With GP-ARGO consistently ranking among the top five OSG entry points for a good part of the last year, the team has successfully linked the machines together and ensured smooth operation, even without dedicated system administrators on-site. Through a large dashboard that compiles information from each institution on which projects are actually running on the nodes, IT leaders and CIOs can monitor and visualize each of the nodes. The dashboard also comes with a data visualization of usage by university, including the PIs on each project, adding a personal component to the monitoring.
Acknowledging the great success of this regional network organization, the National Science Foundation (NSF) supports it. First, CyberTeam received a CC* award, and later, the entire GP-ARGO network received one — something that no one has done before. “Applying as a network rather than a single institution made sense,” Andresen explained, “this emphasizes this is a regional effort rather than an individual, institutional effort.”
GP-ARGO has truly set the curve in taking on a project of this scale and magnitude and doing it successfully. Reflecting on what went well, Andresen gleamed, “I mean, we did it! We’ve got it working; we’re among the top five OSG entry points, we’ve contributed 13 million CPU hours of science, and we have people who are excited and involved, which has been incredibly fun and exciting.”
Furthermore, the team has ensured the sustainability of this operation. “Most of the institutions we’re working with don’t have the expertise or the full-time employees to spare,” Andresen explained. Central administration by OSG has been instrumental in this regard, especially recently, regarding restructuring administration roles with the leaving of Kyle Hutson. “If something happens to whoever is the administrator, like leaving for another institution,” Hutson jokingly remarked, “we have four people across four different institutions that all have administrative rights. I was a primary person doing that, but I was not the only person who could do this, so somebody else can take over.”
Part of GP-ARGO’s appeal lies in their determination and dedication to helping other consortiums and networks aiming to achieve similar goals.
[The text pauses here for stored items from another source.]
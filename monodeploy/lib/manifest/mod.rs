//! The local deployment model and the wire entities exchanged with the platform.

mod image;
mod model;
mod wire;

//--------------------------------------------------------------------------------------------------
// Exports
//--------------------------------------------------------------------------------------------------

pub use image::*;
pub use model::*;
pub use wire::*;
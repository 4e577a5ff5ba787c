use std::{collections::BTreeMap, path::PathBuf};

use getset::Getters;

use crate::MonodeployResult;

use super::{
    DescriptorKind, DescriptorSource, Discovery, HintKind, HintSeverity, HintSink,
    ServiceDescriptor, StorageDescriptor, ValidationHint,
};

//--------------------------------------------------------------------------------------------------
// Types
//--------------------------------------------------------------------------------------------------

/// A stable identifier of a service descriptor inside a [`DescriptorRegistry`].
#[derive(Debug, Clone, Copy, PartialEq, Eq, Hash, PartialOrd, Ord)]
pub struct DescriptorId(usize);

/// Holds the deployable descriptors of a project.
///
/// The registry caches a discovery result after resolving name collisions. A descriptor whose name
/// collides with another descriptor of the same kind is removed from the deployable set together
/// with every other descriptor of that name.
///
/// The registry also owns the per-service [`ServiceBuilder`]s. They are created on first use and
/// addressed by [`DescriptorId`].
#[derive(Debug, Default)]
pub struct DescriptorRegistry {
    services: Vec<ServiceDescriptor>,
    storages: Vec<StorageDescriptor>,
    hints: Vec<ValidationHint>,
    builders: Vec<Option<ServiceBuilder>>,
}

/// Build settings of a service, computed once per registry.
#[derive(Debug, Clone, PartialEq, Eq, Getters)]
#[getset(get = "pub with_prefix")]
pub struct ServiceBuilder {
    /// The tag the image is built under.
    image_tag: String,

    /// The directory the image is built from.
    build_context: PathBuf,
}

//--------------------------------------------------------------------------------------------------
// Methods
//--------------------------------------------------------------------------------------------------

impl DescriptorRegistry {
    /// Runs discovery on `source` and caches the result.
    pub async fn discover(
        source: &dyn DescriptorSource,
        sink: &dyn HintSink,
    ) -> MonodeployResult<Self> {
        let discovery = source.discover().await?;
        Ok(Self::from_discovery(discovery, sink))
    }

    /// Builds a registry from a discovery result.
    ///
    /// Every hint, including the ones raised here for name collisions, is attached to its
    /// descriptor and reported to `sink`.
    pub fn from_discovery(discovery: Discovery, sink: &dyn HintSink) -> Self {
        let Discovery {
            services,
            storages,
            mut hints,
        } = discovery;

        let services = drop_collisions(services, DescriptorKind::Service, &mut hints, |s| {
            s.name.as_str()
        });
        let mut storages = drop_collisions(storages, DescriptorKind::Storage, &mut hints, |s| {
            s.name.as_str()
        });
        let mut services = services;

        for hint in &hints {
            match hint.get_subject_kind() {
                DescriptorKind::Service => services
                    .iter_mut()
                    .filter(|s| &s.name == hint.get_subject())
                    .for_each(|s| s.flag(*hint.get_severity())),
                DescriptorKind::Storage => storages
                    .iter_mut()
                    .filter(|s| &s.name == hint.get_subject())
                    .for_each(|s| s.flag(*hint.get_severity())),
            }
            sink.report(hint);
        }

        tracing::info!(
            services = services.len(),
            storages = storages.len(),
            hints = hints.len(),
            "descriptor registry ready"
        );

        let builders = vec![None; services.len()];
        Self {
            services,
            storages,
            hints,
            builders,
        }
    }

    /// Returns the service with the given name.
    pub fn get_service_by_name(&self, name: &str) -> Option<&ServiceDescriptor> {
        self.services.iter().find(|s| s.name == name)
    }

    /// Returns the storage with the given name.
    pub fn get_storage_by_name(&self, name: &str) -> Option<&StorageDescriptor> {
        self.storages.iter().find(|s| s.name == name)
    }

    /// Returns every deployable service, in discovery order.
    pub fn all_services(&self) -> &[ServiceDescriptor] {
        &self.services
    }

    /// Returns every deployable storage, in discovery order.
    pub fn all_storages(&self) -> &[StorageDescriptor] {
        &self.storages
    }

    /// Returns every hint collected during discovery.
    pub fn hints(&self) -> &[ValidationHint] {
        &self.hints
    }

    /// Returns `true` if any hint is an error.
    pub fn has_errors(&self) -> bool {
        self.hints.iter().any(ValidationHint::is_error)
    }

    /// Returns the id of the service with the given name.
    pub fn service_id(&self, name: &str) -> Option<DescriptorId> {
        self.services
            .iter()
            .position(|s| s.name == name)
            .map(DescriptorId)
    }

    /// Returns the descriptor with the given id.
    pub fn service(&self, id: DescriptorId) -> Option<&ServiceDescriptor> {
        self.services.get(id.0)
    }

    /// Returns the builder of a service, creating it on first access.
    ///
    /// Returns `None` if `id` does not belong to this registry.
    pub fn builder_mut(
        &mut self,
        id: DescriptorId,
        image_prefix: &str,
    ) -> Option<&mut ServiceBuilder> {
        let service = self.services.get(id.0)?;
        let slot = self.builders.get_mut(id.0)?;
        Some(slot.get_or_insert_with(|| ServiceBuilder::new(service, image_prefix)))
    }

    /// Returns the builder of a service if it was created.
    pub fn builder(&self, id: DescriptorId) -> Option<&ServiceBuilder> {
        self.builders.get(id.0)?.as_ref()
    }
}

impl ServiceBuilder {
    fn new(service: &ServiceDescriptor, image_prefix: &str) -> Self {
        Self {
            image_tag: image_tag(image_prefix, &service.name),
            build_context: service
                .build_context
                .clone()
                .unwrap_or_else(|| PathBuf::from(".")),
        }
    }
}

//--------------------------------------------------------------------------------------------------
// Functions
//--------------------------------------------------------------------------------------------------

/// Returns the local image tag of a service.
pub fn image_tag(image_prefix: &str, service: &str) -> String {
    format!("{image_prefix}/{service}:latest")
}

/// Returns the name of the local container a service runs in.
pub fn container_name(image_prefix: &str, service: &str) -> String {
    format!("{image_prefix}-{service}")
}

fn drop_collisions<T>(
    descriptors: Vec<T>,
    kind: DescriptorKind,
    hints: &mut Vec<ValidationHint>,
    name: impl Fn(&T) -> &str,
) -> Vec<T> {
    let mut counts = BTreeMap::<String, usize>::new();
    for descriptor in &descriptors {
        *counts.entry(name(descriptor).to_string()).or_default() += 1;
    }

    descriptors
        .into_iter()
        .filter(|descriptor| {
            let name = name(descriptor);
            let count = counts.get(name).copied().unwrap_or_default();
            if count > 1 {
                hints.push(ValidationHint::new(
                    HintKind::DuplicateName,
                    HintSeverity::Error,
                    kind,
                    name,
                    format!("name is declared {count} times; none of them will be deployed"),
                ));
                return false;
            }
            true
        })
        .collect()
}

//--------------------------------------------------------------------------------------------------
// Tests
//--------------------------------------------------------------------------------------------------

#[cfg(test)]
mod tests {
    use std::collections::BTreeSet;

    use crate::descriptor::{CollectingHintSink, EndpointDescriptor, StaticDiscovery};

    use super::*;

    fn service(name: &str) -> ServiceDescriptor {
        ServiceDescriptor::builder()
            .name(name)
            .dependencies(BTreeSet::from([format!("{name}-db")]))
            .build()
    }

    #[tokio::test]
    async fn test_registry_drops_colliding_names() -> anyhow::Result<()> {
        let source = StaticDiscovery::new()
            .service(service("inventory"))
            .service(service("billing"))
            .service(service("inventory"))
            .storage(StorageDescriptor::builder().name("inventory-db").build());

        let sink = CollectingHintSink::default();
        let registry = DescriptorRegistry::discover(&source, &sink).await?;

        assert_eq!(registry.all_services().len(), 1);
        assert!(registry.get_service_by_name("inventory").is_none());
        assert!(registry.get_service_by_name("billing").is_some());
        assert!(registry.get_storage_by_name("inventory-db").is_some());

        let duplicates: Vec<_> = sink
            .hints()
            .into_iter()
            .filter(|h| *h.get_kind() == HintKind::DuplicateName)
            .collect();
        assert_eq!(duplicates.len(), 2);
        assert!(duplicates.iter().all(|h| h.get_subject() == "inventory"));
        assert!(registry.has_errors());

        Ok(())
    }

    #[test]
    fn test_registry_attaches_hint_flags() {
        let bad_endpoint = ServiceDescriptor::builder()
            .name("search")
            .endpoints(vec![EndpointDescriptor::builder().path("query").build()])
            .build();
        let discovery = Discovery {
            services: vec![bad_endpoint, service("billing")],
            storages: vec![],
            hints: vec![ValidationHint::new(
                HintKind::MissingDeclaration,
                HintSeverity::Error,
                DescriptorKind::Service,
                "billing",
                "service declares no build path",
            )],
        };

        let sink = CollectingHintSink::default();
        let registry = DescriptorRegistry::from_discovery(discovery, &sink);

        let billing = registry.get_service_by_name("billing").unwrap();
        assert!(*billing.get_has_validation_error());
        let search = registry.get_service_by_name("search").unwrap();
        assert!(!*search.get_has_validation_error());
        assert_eq!(sink.hints().len(), 1);
    }

    #[test]
    fn test_builder_arena_is_lazy_and_stable() {
        let discovery = Discovery {
            services: vec![service("inventory"), service("billing")],
            ..Default::default()
        };
        let mut registry = DescriptorRegistry::from_discovery(discovery, &CollectingHintSink::default());

        let id = registry.service_id("billing").unwrap();
        assert!(registry.builder(id).is_none());

        let builder = registry.builder_mut(id, "acme").unwrap();
        assert_eq!(builder.get_image_tag(), "acme/billing:latest");
        assert_eq!(builder.get_build_context(), &PathBuf::from("."));

        let builder = registry.builder(id).unwrap();
        assert_eq!(builder.get_image_tag(), "acme/billing:latest");
        assert_eq!(container_name("acme", "billing"), "acme-billing");
        assert_eq!(registry.service(id).unwrap().get_name(), "billing");
        assert!(registry.service_id("unknown").is_none());
    }
}
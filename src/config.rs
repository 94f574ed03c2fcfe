use crate::metastore::{Metastore, ObjectStoreBackend};
use anyhow::{bail, Context};
use serde::{Deserialize, Serialize};
use std::path::{Path, PathBuf};
use std::sync::Arc;

const DEFAULT_CACHE_CAPACITY: u64 = 100_000;

/// Store configuration, read from a TOML file.
///
/// ```toml
/// log_level = "debug"
/// cache_capacity = 50000
/// default_range_limit = 100
///
/// [metastore]
/// backend = "object_store"
/// path = "/var/lib/profstore/metastore"
/// ```
#[derive(Debug, Clone, PartialEq, Serialize, Deserialize)]
pub struct Config {
    #[serde(default = "default_log_level")]
    pub log_level: String,

    #[serde(default)]
    pub metastore: MetastoreConfig,

    /// Entries per entity kind kept decoded in front of the Metastore backend.
    #[serde(default = "default_cache_capacity")]
    pub cache_capacity: u64,

    /// Series limit of range queries that do not set one; 0 means no limit.
    #[serde(default)]
    pub default_range_limit: u32,
}

#[derive(Debug, Clone, Default, PartialEq, Eq, Serialize, Deserialize)]
#[serde(tag = "backend", rename_all = "snake_case")]
pub enum MetastoreConfig {
    #[default]
    Memory,
    ObjectStore {
        path: PathBuf,
    },
}

impl Default for Config {
    fn default() -> Self {
        Self {
            log_level: default_log_level(),
            metastore: MetastoreConfig::default(),
            cache_capacity: default_cache_capacity(),
            default_range_limit: 0,
        }
    }
}

impl Config {
    pub fn from_path(path: impl AsRef<Path>) -> anyhow::Result<Self> {
        let path = path.as_ref();
        let raw = std::fs::read_to_string(path)
            .with_context(|| format!("Failed to read config {}", path.display()))?;
        Self::from_toml(&raw).with_context(|| format!("Invalid config {}", path.display()))
    }

    pub fn from_toml(raw: &str) -> anyhow::Result<Self> {
        let config: Self = toml::from_str(raw)?;
        config.validate()?;
        Ok(config)
    }

    pub fn validate(&self) -> anyhow::Result<()> {
        self.level_filter()?;
        if self.cache_capacity == 0 {
            bail!("cache_capacity must be positive");
        }
        if let MetastoreConfig::ObjectStore { path } = &self.metastore {
            if path.as_os_str().is_empty() {
                bail!("metastore path must not be empty");
            }
        }
        Ok(())
    }

    pub fn level_filter(&self) -> anyhow::Result<log::LevelFilter> {
        self.log_level
            .parse()
            .with_context(|| format!("Unknown log level {:?}", self.log_level))
    }

    pub fn open_metastore(&self) -> anyhow::Result<Metastore> {
        match &self.metastore {
            MetastoreConfig::Memory => Ok(Metastore::new(
                Arc::new(crate::metastore::MemoryBackend::new()),
                self.cache_capacity,
            )),
            MetastoreConfig::ObjectStore { path } => {
                let backend = ObjectStoreBackend::local(path)
                    .with_context(|| format!("Failed to open metastore at {}", path.display()))?;
                Ok(Metastore::new(Arc::new(backend), self.cache_capacity))
            }
        }
    }
}

fn default_log_level() -> String {
    "info".into()
}

fn default_cache_capacity() -> u64 {
    DEFAULT_CACHE_CAPACITY
}

#[cfg(test)]
mod tests {
    use super::*;
    use std::io::Write;

    #[test]
    fn empty_config_is_default() {
        assert_eq!(Config::from_toml("").unwrap(), Config::default());
        assert_eq!(
            Config::default().level_filter().unwrap(),
            log::LevelFilter::Info
        );
    }

    #[test]
    fn full_config() {
        let c = Config::from_toml(
            r#"
            log_level = "debug"
            cache_capacity = 16
            default_range_limit = 5

            [metastore]
            backend = "object_store"
            path = "/tmp/metastore"
            "#,
        )
        .unwrap();

        assert_eq!(c.level_filter().unwrap(), log::LevelFilter::Debug);
        assert_eq!(c.cache_capacity, 16);
        assert_eq!(c.default_range_limit, 5);
        assert_eq!(
            c.metastore,
            MetastoreConfig::ObjectStore {
                path: "/tmp/metastore".into()
            }
        );
    }

    #[test]
    fn invalid_configs() {
        assert!(Config::from_toml("log_level = \"loud\"").is_err());
        assert!(Config::from_toml("cache_capacity = 0").is_err());
        assert!(Config::from_toml("[metastore]\nbackend = \"s3\"").is_err());
    }

    #[tokio::test]
    async fn from_path_opens_persistent_metastore() {
        let dir = tempfile::tempdir().unwrap();
        let store = dir.path().join("metastore");
        let config_path = dir.path().join("profstore.toml");
        let mut f = std::fs::File::create(&config_path).unwrap();
        writeln!(
            f,
            "[metastore]\nbackend = \"object_store\"\npath = {:?}",
            store.display().to_string()
        )
        .unwrap();

        let c = Config::from_path(&config_path).unwrap();
        let m = c.open_metastore().unwrap();
        assert_eq!(
            m.count(crate::error::EntityKind::Function).await.unwrap(),
            0
        );
        assert!(Config::from_path(dir.path().join("missing.toml")).is_err());
    }
}
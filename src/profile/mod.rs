use crate::metastore::StacktraceId;
use serde::{Deserialize, Serialize};

#[derive(Debug, Clone, Default, PartialEq, Eq, Serialize, Deserialize)]
pub struct ValueType {
    pub type_: String,
    pub unit: String,
}

#[derive(Debug, Clone, Default, PartialEq, Eq, Serialize, Deserialize)]
pub struct Meta {
    pub name: String,
    pub period_type: ValueType,
    pub sample_type: ValueType,
    /// Nanoseconds since the Unix epoch.
    pub timestamp: i64,
    /// Nanoseconds; 0 for instant captures.
    pub duration: i64,
    pub period: i64,
}

#[derive(Debug, Clone, Copy, PartialEq, Eq, Serialize, Deserialize)]
pub struct Sample {
    pub stacktrace_id: StacktraceId,
    pub value: i64,
    /// Second value of dual-valued sample types, e.g. alloc bytes next to alloc
    /// objects.
    pub companion: Option<i64>,
}

/// A point-in-time capture for one series.
#[derive(Debug, Clone, Default, PartialEq, Eq, Serialize, Deserialize)]
pub struct Profile {
    pub meta: Meta,
    pub samples: Vec<Sample>,
}

impl Profile {
    pub fn new(meta: Meta, samples: Vec<Sample>) -> Self {
        Self { meta, samples }
    }

    pub fn timestamp(&self) -> i64 {
        self.meta.timestamp
    }

    /// Sum of all sample values, the scalar used for range queries.
    pub fn total(&self) -> i64 {
        self.samples
            .iter()
            .fold(0i64, |acc, s| acc.saturating_add(s.value))
    }
}
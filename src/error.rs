use std::fmt;
use tonic::Status;

/// Kind of Metastore entity, used in dangling-reference reports and storage keys.
#[derive(Debug, Clone, Copy, PartialEq, Eq, Hash)]
pub enum EntityKind {
    Mapping,
    Function,
    Location,
    Stacktrace,
}

impl EntityKind {
    pub fn as_str(&self) -> &'static str {
        match self {
            Self::Mapping => "mappings",
            Self::Function => "functions",
            Self::Location => "locations",
            Self::Stacktrace => "stacktraces",
        }
    }
}

impl fmt::Display for EntityKind {
    fn fmt(&self, f: &mut fmt::Formatter<'_>) -> fmt::Result {
        f.write_str(self.as_str())
    }
}

#[derive(Debug, thiserror::Error)]
pub enum Error {
    #[error("invalid argument: {0}")]
    InvalidArgument(String),

    #[error("not found: {0}")]
    NotFound(String),

    #[error("out of order sample in series {series}: timestamp {timestamp} is not after {last}")]
    OutOfOrderSample {
        series: String,
        timestamp: i64,
        last: i64,
    },

    #[error("dangling reference to {kind} {id}")]
    DanglingReference { kind: EntityKind, id: String },

    #[error("request cancelled")]
    Cancelled,

    #[error("internal error: {0:#}")]
    Internal(#[from] anyhow::Error),
}

pub type Result<T, E = Error> = std::result::Result<T, E>;

impl Error {
    pub fn invalid_argument(msg: impl Into<String>) -> Self {
        Self::InvalidArgument(msg.into())
    }

    pub fn not_found(msg: impl Into<String>) -> Self {
        Self::NotFound(msg.into())
    }

    pub fn internal(msg: impl fmt::Display) -> Self {
        Self::Internal(anyhow::anyhow!("{}", msg))
    }

    pub fn dangling(kind: EntityKind, id: impl fmt::Display) -> Self {
        Self::DanglingReference {
            kind,
            id: id.to_string(),
        }
    }
}

impl From<Error> for Status {
    fn from(err: Error) -> Self {
        match err {
            Error::InvalidArgument(msg) => Status::invalid_argument(msg),
            Error::NotFound(msg) => Status::not_found(msg),
            e @ (Error::OutOfOrderSample { .. } | Error::DanglingReference { .. }) => {
                Status::failed_precondition(e.to_string())
            }
            Error::Cancelled => Status::cancelled("request cancelled"),
            Error::Internal(e) => Status::internal(format!("{:#}", e)),
        }
    }
}

impl From<bincode::Error> for Error {
    fn from(err: bincode::Error) -> Self {
        Self::Internal(anyhow::Error::new(err).context("failed to (de)serialize entity"))
    }
}

impl From<object_store::Error> for Error {
    fn from(err: object_store::Error) -> Self {
        Self::Internal(anyhow::Error::new(err).context("metastore backend failure"))
    }
}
They provide a Git repository with all their code and emphasize the importance of both social and technical networks. “Building trust and familiarity is crucial,” Andresen advised. “Get involved with the OSG and get to know people; having Derek [Weitzel] available as the interface has been invaluable. Knowing the context and the people is much easier than starting from scratch.”
Despite the immense undertaking, Andresen commented on how fun and exciting the project has been, with the OSG playing a pivotal role. “This program only builds stronger connections within the region between all these different professionals,” Weitzel reflected. “It’s allowed us to reach out to different types of people, creating new opportunities that build on each other.”
Echoing this sentiment, Hutson highlighted the project’s impact in involving previously less-engaged institutions within GPN with the network’s recent expansion from 18 to 19 campuses. “Cameron University heard about some of the things we’re doing through their state network, had a spare box, and asked if they could get involved!” Hutson explained.
Building these regional connections was one of the most important steps in creating this network. The Midwest doesn’t have any major supercomputing centers or institutions with enough people to drive a network of this magnitude forward. However, Andresen noted that the key to their triumph in this large-scale and long-term endeavor lay in the region’s heritage: “We knew we couldn’t do this alone, but here in the Midwest, our spiritual successor has always been that we look out for and help each other out. That’s who we are, and it’s what has helped us reach remarkable feats.”